On the promised land and its inhabitants – Ronald Brownstein in The Atlantic:

‘Polling by the Associated Press and the National Opinion Research Center has found that only about one in 11 Republicans expresses directly favorable views of white-nationalist groups such as the Proud Boys and Oath Keepers (whose leader, Stewart Rhodes, was convicted this week of seditious conspiracy for his role in the January 6 attack).
But a much larger slice of Republican partisans express views that might be called white-nationalist adjacent. In various polls, preponderant majorities of GOP voters have said that discrimination against white people is now as big a problem as bias against minorities, that Christianity in the U.S. is under assault, and that the growing number of immigrants threatens American values and traditions. About half of Republicans have expressed agreement in other polls with tenets of white nationalism, including the racist “replacement theory” that elites are importing immigrants to undermine the political power of native-born white people, the core Christian-nationalist belief that “God intended America to be a new promised land,” and the assertion that “the traditional American way of life is disappearing so fast that we may have to use force to save it.”’ (…)

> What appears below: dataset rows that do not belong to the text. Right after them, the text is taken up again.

#[cfg(test)]
mod macros;
mod models;

#[cfg(test)]
pub(crate) use self::macros::each_bits;
pub(crate) use self::models::alloc;
pub(crate) use self::models::cell;
pub(crate) use self::models::sync;
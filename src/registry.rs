//! Process-wide table registry and reporting.
//!
//! Live tables register themselves at initialization and deregister at
//! close, solely so [`report`] can enumerate them. The registry is bounded
//! and mutex-guarded; it is never touched by insert/remove/find, so the lock
//! cannot block writers. A full registry or a duplicate registration is
//! logged and otherwise ignored: the table stays fully usable, merely
//! unreported.

use core::fmt::Display;
use core::fmt::Formatter;
use core::fmt::Result as FmtResult;
use std::sync::Arc;
use std::sync::Mutex;
use std::sync::MutexGuard;
use std::sync::PoisonError;
use std::sync::Weak;

use log::debug;
use log::warn;

use crate::error::RegistryError;
use crate::stats::Snapshot;

/// The maximum number of simultaneously registered tables.
pub(crate) const CAPACITY: usize = 64;

/// The registry-facing view of a live table.
pub(crate) trait Reportable: Send + Sync {
  fn name(&self) -> &'static str;

  fn nominal(&self) -> usize;

  fn memory(&self) -> usize;

  fn snapshot(&self) -> Snapshot;
}

// -----------------------------------------------------------------------------
// Registry
// -----------------------------------------------------------------------------

static REGISTRY: Mutex<Registry> = Mutex::new(Registry::new());

struct Registry {
  entries: [Option<Weak<dyn Reportable>>; CAPACITY],
}

impl Registry {
  const fn new() -> Self {
    Self {
      entries: [const { None }; CAPACITY],
    }
  }
}

fn lock() -> MutexGuard<'static, Registry> {
  // The registry holds no invariants a panicking thread could break
  // mid-update, so a poisoned lock is still usable.
  REGISTRY.lock().unwrap_or_else(PoisonError::into_inner)
}

/// Adds a table to the registry.
///
/// An entry whose table has already been dropped counts as free and is
/// reclaimed in passing.
pub(crate) fn register(
  table: &Weak<dyn Reportable>,
  name: &'static str,
) -> Result<(), RegistryError> {
  let mut registry: MutexGuard<'_, Registry> = lock();
  let mut vacant: Option<usize> = None;

  for (index, entry) in registry.entries.iter().enumerate() {
    match entry {
      Some(existing) if Weak::ptr_eq(existing, table) => {
        warn!("table {name} is already registered");
        return Err(RegistryError::Duplicate);
      }
      Some(existing) if existing.strong_count() > 0 => {}
      _ if vacant.is_none() => {
        vacant = Some(index);
      }
      _ => {}
    }
  }

  let Some(index) = vacant else {
    warn!("table registry is full; {name} will not be reported");
    return Err(RegistryError::Full);
  };

  debug!("registered table {name}");
  registry.entries[index] = Some(Weak::clone(table));

  Ok(())
}

/// Removes a table from the registry.
///
/// A table that never made it into the registry deregisters as a no-op.
pub(crate) fn deregister(table: &Weak<dyn Reportable>, name: &'static str) {
  let mut registry: MutexGuard<'_, Registry> = lock();

  for entry in &mut registry.entries {
    let found: bool = entry
      .as_ref()
      .is_some_and(|existing| Weak::ptr_eq(existing, table));

    if found {
      debug!("removed table {name} from the registry");
      *entry = None;
    }
  }
}

// -----------------------------------------------------------------------------
// Reporting
// -----------------------------------------------------------------------------

/// Renders a text report of every live table.
///
/// One row per registered table: name, nominal size, backing memory in
/// bytes, the aggregate operation count, then every statistics counter. The
/// registry lock is dropped before any counter is read, and counters are
/// sampled while operations run, so rows are diagnostic snapshots with no
/// cross-counter consistency guarantee.
///
/// # Examples
///
/// ```
/// use lftab::{Bits, Table, TableDef};
///
/// let table: Table<u32> = Table::init(TableDef::new("sessions", Bits::MIN)).unwrap();
///
/// table.insert(7, 700).unwrap();
/// assert!(lftab::report().contains("sessions"));
/// ```
#[must_use]
pub fn report() -> String {
  let live: Vec<Arc<dyn Reportable>> = lock()
    .entries
    .iter()
    .flatten()
    .filter_map(Weak::upgrade)
    .collect();

  Render { tables: &live }.to_string()
}

struct Render<'a> {
  tables: &'a [Arc<dyn Reportable>],
}

impl Display for Render<'_> {
  fn fmt(&self, f: &mut Formatter<'_>) -> FmtResult {
    write!(f, "\n{:<25} {:>12} {:>12} {:>12}", "Name", "Size", "Memory", "Ops")?;

    for name in Snapshot::NAMES {
      write!(f, " {name:>12}")?;
    }

    writeln!(f)?;

    for table in self.tables {
      let stats: Snapshot = table.snapshot();

      write!(
        f,
        "{:<25} {:>12} {:>12} {:>12}",
        table.name(),
        table.nominal(),
        table.memory(),
        stats.ops(),
      )?;

      for (_, value) in stats.iter() {
        write!(f, " {value:>12}")?;
      }

      writeln!(f)?;
    }

    Ok(())
  }
}
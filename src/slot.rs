//! The `(key, value)` storage cell.
//!
//! The key field is the sole arbitration point between threads: a slot is
//! claimed by swinging its key from the empty sentinel to a real key with a
//! compare-and-swap, and released by storing the sentinel back with release
//! ordering after the value has been cleared. All cross-thread visibility is
//! established through operations on the key alone.

use crate::cell::UnsafeCell;
use crate::sync::atomic::AtomicU32;
use crate::sync::atomic::Ordering::Acquire;
use crate::sync::atomic::Ordering::Relaxed;
use crate::sync::atomic::Ordering::Release;

/// One storage cell of a slot array.
pub(crate) struct Slot<V> {
  key: AtomicU32,
  value: UnsafeCell<V>,
}

impl<V> Slot<V> {
  /// Loads the current key.
  ///
  /// Acquire ordering pairs with [`vacate()`]: a thread that observes the
  /// empty sentinel also observes the vacating thread's value clear.
  ///
  /// [`vacate()`]: Self::vacate
  #[inline]
  pub(crate) fn key(&self) -> u32 {
    self.key.load(Acquire)
  }

  /// Attempts to claim this slot for `key`, swinging it from `empty_key`.
  ///
  /// Returns the witnessed key on failure. A strong exchange: a spurious
  /// failure here would skip a genuinely empty slot and break the bounded
  /// probe success guarantee.
  #[inline]
  pub(crate) fn claim(&self, empty_key: u32, key: u32) -> Result<u32, u32> {
    self.key.compare_exchange(empty_key, key, Acquire, Relaxed)
  }
}

impl<V> Slot<V>
where
  V: Copy,
{
  #[inline]
  pub(crate) fn new(empty_key: u32, vacant: V) -> Self {
    Self {
      key: AtomicU32::new(empty_key),
      value: UnsafeCell::new(vacant),
    }
  }

  /// Reads the value.
  ///
  /// A volatile read: the claiming owner is the only writer of this cell
  /// while the slot is held, but a reader racing the owner's [`vacate()`]
  /// may observe the vacant payload under the not-yet-cleared key. The race
  /// is confined to `Copy` plain data; payloads wider than a machine word
  /// may tear between the stored and vacant payloads in that window.
  #[inline]
  pub(crate) fn value(&self) -> V {
    // SAFETY: The cell always holds an initialized `V`; see the racing
    // contract above.
    self.value.with(|ptr| unsafe { ptr.read_volatile() })
  }

  /// Writes the value.
  ///
  /// Only the thread that claimed the slot (or re-claimed it by matching its
  /// own key) may call this.
  #[inline]
  pub(crate) fn fill(&self, value: V) {
    // SAFETY: Single-owner-per-key confines writes to the claiming thread.
    self.value.with_mut(|ptr| unsafe { ptr.write_volatile(value) });
  }

  /// Clears the value, then releases the slot.
  ///
  /// The value is cleared to `vacant` strictly before the key store: the
  /// release ordering guarantees that any thread whose claim observes the
  /// empty sentinel also observes the cleared value, so a stale reader can
  /// never attribute a new owner's payload to the old key.
  #[inline]
  pub(crate) fn vacate(&self, empty_key: u32, vacant: V) {
    self.fill(vacant);
    self.key.store(empty_key, Release);
  }
}

// SAFETY: The key is atomic and the value cell is governed by the claim
// protocol: writes are confined to the claiming owner, and racing reads only
// produce `Copy` data. `V: Send` because removal moves values across threads.
unsafe impl<V> Send for Slot<V> where V: Copy + Send {}

// SAFETY: See the `Send` reasoning; shared access never produces a reference
// into the cell, only copies out of it.
unsafe impl<V> Sync for Slot<V> where V: Copy + Send {}
#[cfg(all(loom, shuttle))]
compile_error!("cannot use loom and shuttle at once");

#[cfg(loom)]
pub(crate) mod alloc {
  pub(crate) use ::loom::alloc::alloc;
  pub(crate) use ::loom::alloc::dealloc;
}

#[cfg(not(loom))]
pub(crate) mod alloc {
  pub(crate) use ::std::alloc::alloc;
  pub(crate) use ::std::alloc::dealloc;
}

#[cfg(not(any(loom, shuttle)))]
pub(crate) mod sync {
  pub(crate) mod atomic {
    pub(crate) use ::core::sync::atomic::AtomicU32;
    pub(crate) use ::core::sync::atomic::AtomicU64;
    pub(crate) use ::core::sync::atomic::Ordering;
  }
}

#[cfg(loom)]
pub(crate) mod sync {
  pub(crate) mod atomic {
    pub(crate) use ::loom::sync::atomic::AtomicU32;
    pub(crate) use ::loom::sync::atomic::AtomicU64;
    pub(crate) use ::loom::sync::atomic::Ordering;
  }
}

#[cfg(shuttle)]
pub(crate) mod sync {
  pub(crate) mod atomic {
    pub(crate) use ::shuttle::sync::atomic::AtomicU32;
    pub(crate) use ::shuttle::sync::atomic::AtomicU64;
    pub(crate) use ::shuttle::sync::atomic::Ordering;
  }
}

#[cfg(loom)]
pub(crate) mod cell {
  pub(crate) use ::loom::cell::UnsafeCell;
}

#[cfg(not(loom))]
pub(crate) mod cell {
  /// An [`UnsafeCell`] with the access-closure shape of the loom model.
  ///
  /// [`UnsafeCell`]: core::cell::UnsafeCell
  #[derive(Debug)]
  #[repr(transparent)]
  pub(crate) struct UnsafeCell<T> {
    inner: ::core::cell::UnsafeCell<T>,
  }

  impl<T> UnsafeCell<T> {
    #[inline]
    pub(crate) const fn new(value: T) -> Self {
      Self {
        inner: ::core::cell::UnsafeCell::new(value),
      }
    }

    #[inline]
    pub(crate) fn with<F, R>(&self, f: F) -> R
    where
      F: FnOnce(*const T) -> R,
    {
      f(self.inner.get())
    }

    #[inline]
    pub(crate) fn with_mut<F, R>(&self, f: F) -> R
    where
      F: FnOnce(*mut T) -> R,
    {
      f(self.inner.get())
    }
  }
}
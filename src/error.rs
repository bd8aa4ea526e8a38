//! Error types.
//!
//! Every fallible operation reports its outcome explicitly; nothing in this
//! crate aborts the process. Absent keys on lookup and removal are expressed
//! as [`None`] rather than an error, since they are ordinary outcomes of the
//! probing algorithm.

use core::fmt::Display;
use core::fmt::Formatter;
use core::fmt::Result as FmtResult;
use std::error::Error;

// -----------------------------------------------------------------------------
// Init Error
// -----------------------------------------------------------------------------

/// An error raised while initializing a table.
///
/// A failed initialization leaves nothing behind: the instance is never
/// registered and no backing memory is retained.
#[derive(Clone, Copy, Debug, PartialEq, Eq)]
#[non_exhaustive]
pub enum InitError {
  /// The backing allocator could not provide the requested slot array.
  AllocFailed {
    /// The size of the failed request in bytes.
    bytes: usize,
  },
}

impl Display for InitError {
  fn fmt(&self, f: &mut Formatter<'_>) -> FmtResult {
    match self {
      Self::AllocFailed { bytes } => {
        write!(f, "failed to allocate {bytes} bytes of backing storage")
      }
    }
  }
}

impl Error for InitError {}

// -----------------------------------------------------------------------------
// Insert Exhausted
// -----------------------------------------------------------------------------

/// The probe window for a key was exhausted without claiming a slot.
///
/// Every slot in the key's probe window was held by a different key. This is
/// a capacity/collision condition, not corruption: the caller may retry with
/// a different key strategy, a larger capacity, or a larger probe bound. The
/// table performs none of these automatically.
#[derive(Clone, Copy, Debug, PartialEq, Eq)]
pub struct InsertExhausted {
  /// The key whose probe window was exhausted.
  pub key: u32,
}

impl Display for InsertExhausted {
  fn fmt(&self, f: &mut Formatter<'_>) -> FmtResult {
    write!(f, "probe window exhausted inserting key {}", self.key)
  }
}

impl Error for InsertExhausted {}

// -----------------------------------------------------------------------------
// Registry Error
// -----------------------------------------------------------------------------

/// A diagnostic-only registry condition.
///
/// Registry failures never affect table usability; an unregistered table is
/// merely excluded from [`report`][crate::registry::report] output.
#[derive(Clone, Copy, Debug, PartialEq, Eq)]
pub(crate) enum RegistryError {
  /// The registry already holds its maximum number of tables.
  Full,
  /// The table is already present in the registry.
  Duplicate,
}

impl Display for RegistryError {
  fn fmt(&self, f: &mut Formatter<'_>) -> FmtResult {
    match self {
      Self::Full => write!(f, "table registry is full"),
      Self::Duplicate => write!(f, "table is already registered"),
    }
  }
}
macro_rules! each_bits {
  ($expr:expr) => {
    #[cfg(any(coverage, coverage_nightly, miri))]
    {
      $crate::utils::each_bits!(
        @impl $expr,
        4, 8,
      );
    }

    #[cfg(not(any(coverage, coverage_nightly, miri)))]
    {
      $crate::utils::each_bits!(
        @impl $expr,
        4, 5, 6, 7, 8, 10, 12,
      );
    }
  };
  (@impl $expr:expr, $($bits:expr),+ $(,)?) => {
    $(
      $crate::utils::each_bits!(@run $expr, $bits);
    )+
  };
  (@run $expr:expr, $bits:expr) => {{
    let bits: $crate::params::Bits = $crate::params::Bits::new($bits);
    $expr(bits);
  }};
}

pub(crate) use each_bits;
//! A wait-free, bounded linear-probing concurrent hash table.
//!
//! `lftab` provides [`Table`], a fixed-capacity map from `u32` keys to small
//! `Copy` payloads, built for highest-throughput concurrent insert, remove,
//! and find under a restricted contract: each distinct key has one logical
//! owner that inserts and removes it, while lookups from any thread are
//! always permitted. Typical keys are thread or process identifiers; typical
//! payloads are descriptors, pointers-as-integers, or other word-sized data.
//!
//! # Overview
//!
//! Collisions are resolved by linear probing, bounded by a per-type constant
//! `MAX_TRIES`. The backing array is over-allocated by `MAX_TRIES` slots, so
//! a probe sequence starting anywhere in the nominal range runs straight
//! ahead without ever wrapping — no modular arithmetic per step, and every
//! operation finishes within `MAX_TRIES` probe steps, win or lose. That
//! bound is what makes the operations wait-free rather than merely
//! lock-free.
//!
//! A slot is claimed with a single compare-and-swap on its key field and
//! released by clearing the value before storing the empty sentinel back
//! with release ordering. There are no locks, no blocking, no allocation
//! after initialization, and no resizing.
//!
//! # Usage
//!
//! ```
//! use lftab::{Bits, Table, TableDef};
//!
//! // 2^10 nominal slots, default probe bound and hash
//! let table: Table<u64> = Table::init(TableDef::new("conn-by-tid", Bits::new(10)))?;
//!
//! table.insert(4117, 0xFEED)?;
//! assert_eq!(table.find(4117), Some(0xFEED));
//! assert_eq!(table.remove(4117), Some(0xFEED));
//! assert_eq!(table.find(4117), None);
//! # Ok::<(), Box<dyn std::error::Error>>(())
//! ```
//!
//! # Concurrency
//!
//! Threads share a table by reference; the single-owner-per-key rule is the
//! caller's obligation, not enforced by the table. Violating it (two threads
//! inserting or removing the *same* key concurrently) does not corrupt
//! memory but produces undefined interleavings of that key's payload.
//!
//! ```
//! use lftab::{Bits, ConstParams, Table, TableDef};
//! use std::thread;
//!
//! let table: Table<u32, ConstParams<4>> =
//!   Table::init(TableDef::new("per-thread", Bits::new(8)))?;
//!
//! thread::scope(|scope| {
//!   for owner in 1..=4 {
//!     let table = &table;
//!
//!     scope.spawn(move || {
//!       let key: u32 = owner * 1000;
//!
//!       for round in 0..100 {
//!         table.insert(key, round).unwrap();
//!         assert_eq!(table.find(key), Some(round));
//!         assert_eq!(table.remove(key), Some(round));
//!       }
//!     });
//!   }
//! });
//! # Ok::<(), Box<dyn std::error::Error>>(())
//! ```
//!
//! # Statistics and reporting
//!
//! Every table keeps a block of monotonic diagnostic counters, sampled with
//! [`Table::stats`]. Live tables are tracked in a bounded process-wide
//! registry; [`report`] renders one text row per table with its size, memory
//! footprint, and counters. Counters are deliberately lossy under contention
//! and never influence the algorithm.
//!
//! # Capacity and exhaustion
//!
//! Capacity is fixed at initialization: `1 << bits` nominal slots, clamped
//! to <code>[Bits::MIN]..=[Bits::MAX]</code>. An insert whose entire probe
//! window is held by other keys fails with [`InsertExhausted`] — a
//! recoverable condition the caller handles by choosing different keys, a
//! larger capacity, or a larger probe bound.
//!
//! # Backing storage
//!
//! The slot array comes from a [`BackingAlloc`] capability selected by the
//! [`Params`] type: [`Heap`] for ordinary processes, [`Paged`] for hosts
//! that deal in whole zeroed pages. The engine itself never branches on the
//! execution environment.
//!
//! [`BackingAlloc`]: crate::backing::BackingAlloc
//! [`Heap`]: crate::backing::Heap
//! [`Paged`]: crate::backing::Paged

#![cfg_attr(docsrs, feature(doc_cfg))]
#![cfg_attr(coverage_nightly, feature(coverage_attribute))]

mod array;
mod error;
mod params;
mod public;
mod registry;
mod slot;
mod stats;
mod table;
mod utils;

pub mod backing;
pub mod hash;

#[cfg(test)]
mod tests;

pub(crate) use crate::utils::alloc;
pub(crate) use crate::utils::cell;
pub(crate) use crate::utils::sync;

pub mod config {
  //! Configuration parameters which can be used to override the default
  //! table settings.

  pub use crate::params::Bits;
  pub use crate::params::ConstParams;
  pub use crate::params::DebugParams;
  pub use crate::params::DefaultParams;
  pub use crate::params::PagedParams;
  pub use crate::params::Params;
  pub use crate::params::ParamsExt;
}

#[doc(inline)]
pub use self::config::Bits;

#[doc(inline)]
pub use self::config::ConstParams;

#[doc(inline)]
pub use self::config::DefaultParams;

#[doc(inline)]
pub use self::config::PagedParams;

#[doc(inline)]
pub use self::config::Params;

pub use self::error::InitError;
pub use self::error::InsertExhausted;

pub use self::hash::HashFn;

pub use self::public::Table;
pub use self::public::TableDef;

pub use self::registry::report;

pub use self::stats::Snapshot;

‘Neumann, now the chief strategy officer of Moonshot, a company that combats online extremism, worries that organized far-right violence could still erupt if Trump ever faces a trial as a result of the various investigations targeting him. But she sees the possibility that the visibility and influence of the extreme right inside the GOP peaked with this fall’s converging events, especially the party’s disappointing election results. “I really do think this is, like, a 10-, 20-year process,” she told me, but “I have a slight hope that this sticks and that we move past it.”’

Read the article here.

Sitting out the extremists as if you are sitting out the rain. It’s a strategy, but it ignores the problem of liberalism, which I’m still willing to defend.

Once the state offered protection in exchange for obedience.

Somewhere in the 20th century, under the threat of communism and fascism, the state started offering prosperity in exchange for obedience and the absence of political extremism.

The modern state, the liberal state had privatized everything, religion, culture and extremism. Be as extreme as you want, but do it in your own living room, don’t break too many laws, and don’t let it become political.

In other words, there is a huge emptiness in the liberal state, as there is an emptiness in the secular state. The theocracy, look at Iran, has its own, particular gruesome emptiness. There are no easy solutions.

The emptiness of the liberal state is still the better emptiness we can get, but for those who can stand emptiness this argument is worthless.

The extreme right had understood, better than others that people long for meaning, and meaning means again the politicization of extremism.
Sexual perversity is boring. The citizens want something real, political perversity.